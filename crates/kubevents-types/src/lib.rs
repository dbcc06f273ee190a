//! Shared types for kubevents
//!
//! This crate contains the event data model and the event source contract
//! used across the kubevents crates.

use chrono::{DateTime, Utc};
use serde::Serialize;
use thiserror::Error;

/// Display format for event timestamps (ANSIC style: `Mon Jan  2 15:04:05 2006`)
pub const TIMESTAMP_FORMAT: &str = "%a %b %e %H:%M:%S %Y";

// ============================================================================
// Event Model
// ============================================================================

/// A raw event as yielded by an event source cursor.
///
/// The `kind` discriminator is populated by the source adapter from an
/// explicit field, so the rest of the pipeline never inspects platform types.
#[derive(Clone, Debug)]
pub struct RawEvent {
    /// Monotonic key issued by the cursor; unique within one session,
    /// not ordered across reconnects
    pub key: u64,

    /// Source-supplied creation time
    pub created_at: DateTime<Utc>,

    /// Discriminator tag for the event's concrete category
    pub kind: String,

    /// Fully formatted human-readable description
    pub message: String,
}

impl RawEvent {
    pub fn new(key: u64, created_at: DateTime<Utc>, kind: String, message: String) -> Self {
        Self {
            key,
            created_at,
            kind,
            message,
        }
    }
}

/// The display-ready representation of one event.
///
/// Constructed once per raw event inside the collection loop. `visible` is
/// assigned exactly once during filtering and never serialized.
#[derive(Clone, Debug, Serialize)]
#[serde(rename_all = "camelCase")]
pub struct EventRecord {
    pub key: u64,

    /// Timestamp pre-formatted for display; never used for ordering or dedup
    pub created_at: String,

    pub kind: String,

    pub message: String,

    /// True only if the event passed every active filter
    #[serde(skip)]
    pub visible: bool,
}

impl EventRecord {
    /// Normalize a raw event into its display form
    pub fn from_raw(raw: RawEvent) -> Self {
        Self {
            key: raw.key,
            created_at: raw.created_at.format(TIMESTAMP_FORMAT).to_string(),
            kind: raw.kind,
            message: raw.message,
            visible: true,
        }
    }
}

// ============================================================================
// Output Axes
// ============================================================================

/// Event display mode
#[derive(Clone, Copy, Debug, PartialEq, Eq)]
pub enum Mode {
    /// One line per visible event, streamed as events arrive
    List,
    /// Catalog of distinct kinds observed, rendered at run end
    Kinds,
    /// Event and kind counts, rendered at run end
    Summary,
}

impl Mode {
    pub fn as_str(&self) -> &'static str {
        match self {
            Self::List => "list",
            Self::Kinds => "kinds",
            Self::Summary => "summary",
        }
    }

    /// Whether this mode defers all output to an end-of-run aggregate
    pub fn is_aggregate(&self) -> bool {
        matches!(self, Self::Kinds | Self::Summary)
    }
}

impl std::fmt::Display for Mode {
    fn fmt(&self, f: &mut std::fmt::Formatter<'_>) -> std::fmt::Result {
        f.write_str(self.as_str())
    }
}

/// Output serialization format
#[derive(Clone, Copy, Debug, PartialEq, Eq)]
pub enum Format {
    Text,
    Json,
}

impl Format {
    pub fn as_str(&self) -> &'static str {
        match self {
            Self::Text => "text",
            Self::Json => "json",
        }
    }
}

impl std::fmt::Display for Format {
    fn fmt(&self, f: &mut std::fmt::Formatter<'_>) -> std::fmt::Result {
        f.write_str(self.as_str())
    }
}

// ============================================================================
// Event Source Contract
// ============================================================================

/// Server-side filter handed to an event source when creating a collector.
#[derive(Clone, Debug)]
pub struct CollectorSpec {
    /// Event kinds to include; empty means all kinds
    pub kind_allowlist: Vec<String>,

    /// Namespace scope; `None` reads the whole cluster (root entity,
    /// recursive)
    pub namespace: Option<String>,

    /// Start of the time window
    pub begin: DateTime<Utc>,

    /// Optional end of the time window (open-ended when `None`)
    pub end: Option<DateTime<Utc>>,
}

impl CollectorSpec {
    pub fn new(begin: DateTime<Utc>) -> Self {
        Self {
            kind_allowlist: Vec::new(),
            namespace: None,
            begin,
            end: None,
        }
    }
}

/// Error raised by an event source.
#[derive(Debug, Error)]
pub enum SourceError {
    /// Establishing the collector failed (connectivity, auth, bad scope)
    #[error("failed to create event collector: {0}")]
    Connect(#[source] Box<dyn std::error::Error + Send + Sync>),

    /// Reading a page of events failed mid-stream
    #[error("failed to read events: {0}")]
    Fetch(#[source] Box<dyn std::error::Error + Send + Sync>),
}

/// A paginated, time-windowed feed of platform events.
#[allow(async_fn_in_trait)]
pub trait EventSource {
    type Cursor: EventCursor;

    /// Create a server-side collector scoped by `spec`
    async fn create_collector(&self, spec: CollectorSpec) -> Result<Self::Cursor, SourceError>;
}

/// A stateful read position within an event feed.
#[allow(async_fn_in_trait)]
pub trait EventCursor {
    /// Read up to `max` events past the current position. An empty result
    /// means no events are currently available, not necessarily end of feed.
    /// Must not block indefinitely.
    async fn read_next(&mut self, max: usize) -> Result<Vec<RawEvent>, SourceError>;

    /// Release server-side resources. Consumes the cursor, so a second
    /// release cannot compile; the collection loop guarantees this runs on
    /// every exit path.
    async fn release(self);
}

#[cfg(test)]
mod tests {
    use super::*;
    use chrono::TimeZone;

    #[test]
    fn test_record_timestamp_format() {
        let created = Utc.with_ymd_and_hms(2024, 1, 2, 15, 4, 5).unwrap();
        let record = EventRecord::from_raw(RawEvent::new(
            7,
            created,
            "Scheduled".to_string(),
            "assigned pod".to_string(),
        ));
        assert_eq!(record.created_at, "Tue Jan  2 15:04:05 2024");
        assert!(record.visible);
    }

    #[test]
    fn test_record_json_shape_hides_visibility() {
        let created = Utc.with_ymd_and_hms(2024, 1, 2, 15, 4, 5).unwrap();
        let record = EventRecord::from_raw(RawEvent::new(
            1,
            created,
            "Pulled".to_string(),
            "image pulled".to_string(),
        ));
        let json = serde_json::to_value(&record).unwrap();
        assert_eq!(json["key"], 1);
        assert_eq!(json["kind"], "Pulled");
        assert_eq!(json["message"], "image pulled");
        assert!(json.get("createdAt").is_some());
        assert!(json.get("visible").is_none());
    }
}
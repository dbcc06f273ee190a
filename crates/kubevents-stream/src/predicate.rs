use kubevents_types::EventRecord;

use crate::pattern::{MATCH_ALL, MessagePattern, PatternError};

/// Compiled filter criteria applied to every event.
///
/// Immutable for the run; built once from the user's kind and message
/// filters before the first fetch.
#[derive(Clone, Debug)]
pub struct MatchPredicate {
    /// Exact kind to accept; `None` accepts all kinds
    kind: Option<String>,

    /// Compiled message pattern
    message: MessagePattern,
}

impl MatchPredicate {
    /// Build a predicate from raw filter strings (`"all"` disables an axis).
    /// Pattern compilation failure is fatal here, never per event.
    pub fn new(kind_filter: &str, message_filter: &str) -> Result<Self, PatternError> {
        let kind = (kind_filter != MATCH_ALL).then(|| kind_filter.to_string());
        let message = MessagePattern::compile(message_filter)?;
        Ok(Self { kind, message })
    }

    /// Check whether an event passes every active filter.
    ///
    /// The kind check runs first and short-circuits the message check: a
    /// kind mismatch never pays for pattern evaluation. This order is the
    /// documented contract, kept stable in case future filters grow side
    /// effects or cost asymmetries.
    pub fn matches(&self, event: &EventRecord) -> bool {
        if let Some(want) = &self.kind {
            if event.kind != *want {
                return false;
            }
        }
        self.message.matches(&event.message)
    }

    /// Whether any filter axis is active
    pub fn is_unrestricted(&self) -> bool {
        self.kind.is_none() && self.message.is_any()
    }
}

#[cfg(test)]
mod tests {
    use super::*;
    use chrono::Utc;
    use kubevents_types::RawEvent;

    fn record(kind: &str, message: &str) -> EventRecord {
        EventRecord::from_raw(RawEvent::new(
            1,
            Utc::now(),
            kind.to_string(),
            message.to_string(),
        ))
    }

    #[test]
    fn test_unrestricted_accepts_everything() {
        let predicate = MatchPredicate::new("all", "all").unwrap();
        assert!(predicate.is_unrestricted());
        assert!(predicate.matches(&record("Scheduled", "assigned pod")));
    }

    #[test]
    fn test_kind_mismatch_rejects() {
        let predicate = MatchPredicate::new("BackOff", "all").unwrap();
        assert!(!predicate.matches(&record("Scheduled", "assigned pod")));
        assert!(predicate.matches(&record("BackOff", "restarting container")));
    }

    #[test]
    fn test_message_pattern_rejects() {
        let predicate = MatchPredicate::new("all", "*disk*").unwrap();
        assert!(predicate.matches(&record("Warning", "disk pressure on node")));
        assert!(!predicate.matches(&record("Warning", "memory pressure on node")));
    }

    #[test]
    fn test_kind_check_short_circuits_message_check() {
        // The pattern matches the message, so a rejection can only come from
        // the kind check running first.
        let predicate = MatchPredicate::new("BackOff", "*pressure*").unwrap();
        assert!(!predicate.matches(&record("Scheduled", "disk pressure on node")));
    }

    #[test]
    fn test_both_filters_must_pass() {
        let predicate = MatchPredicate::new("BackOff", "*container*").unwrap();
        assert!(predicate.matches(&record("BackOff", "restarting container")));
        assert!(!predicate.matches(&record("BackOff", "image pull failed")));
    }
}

◇ ◇ ◇ ◇ ◇ ◇ ◇

**Work item**. Word for word, reproduce the listing above from its start up to and including the line that has "use thiserror::Error;". Give only those lines.

**Finished task**.
filename crates/kubevents-types/src/lib.rs
repository dbcc06f273ee190a
//! Shared types for kubevents
//!
//! This crate contains the event data model and the event source contract
//! used across the kubevents crates.

use chrono::{DateTime, Utc};
use serde::Serialize;
use thiserror::Error;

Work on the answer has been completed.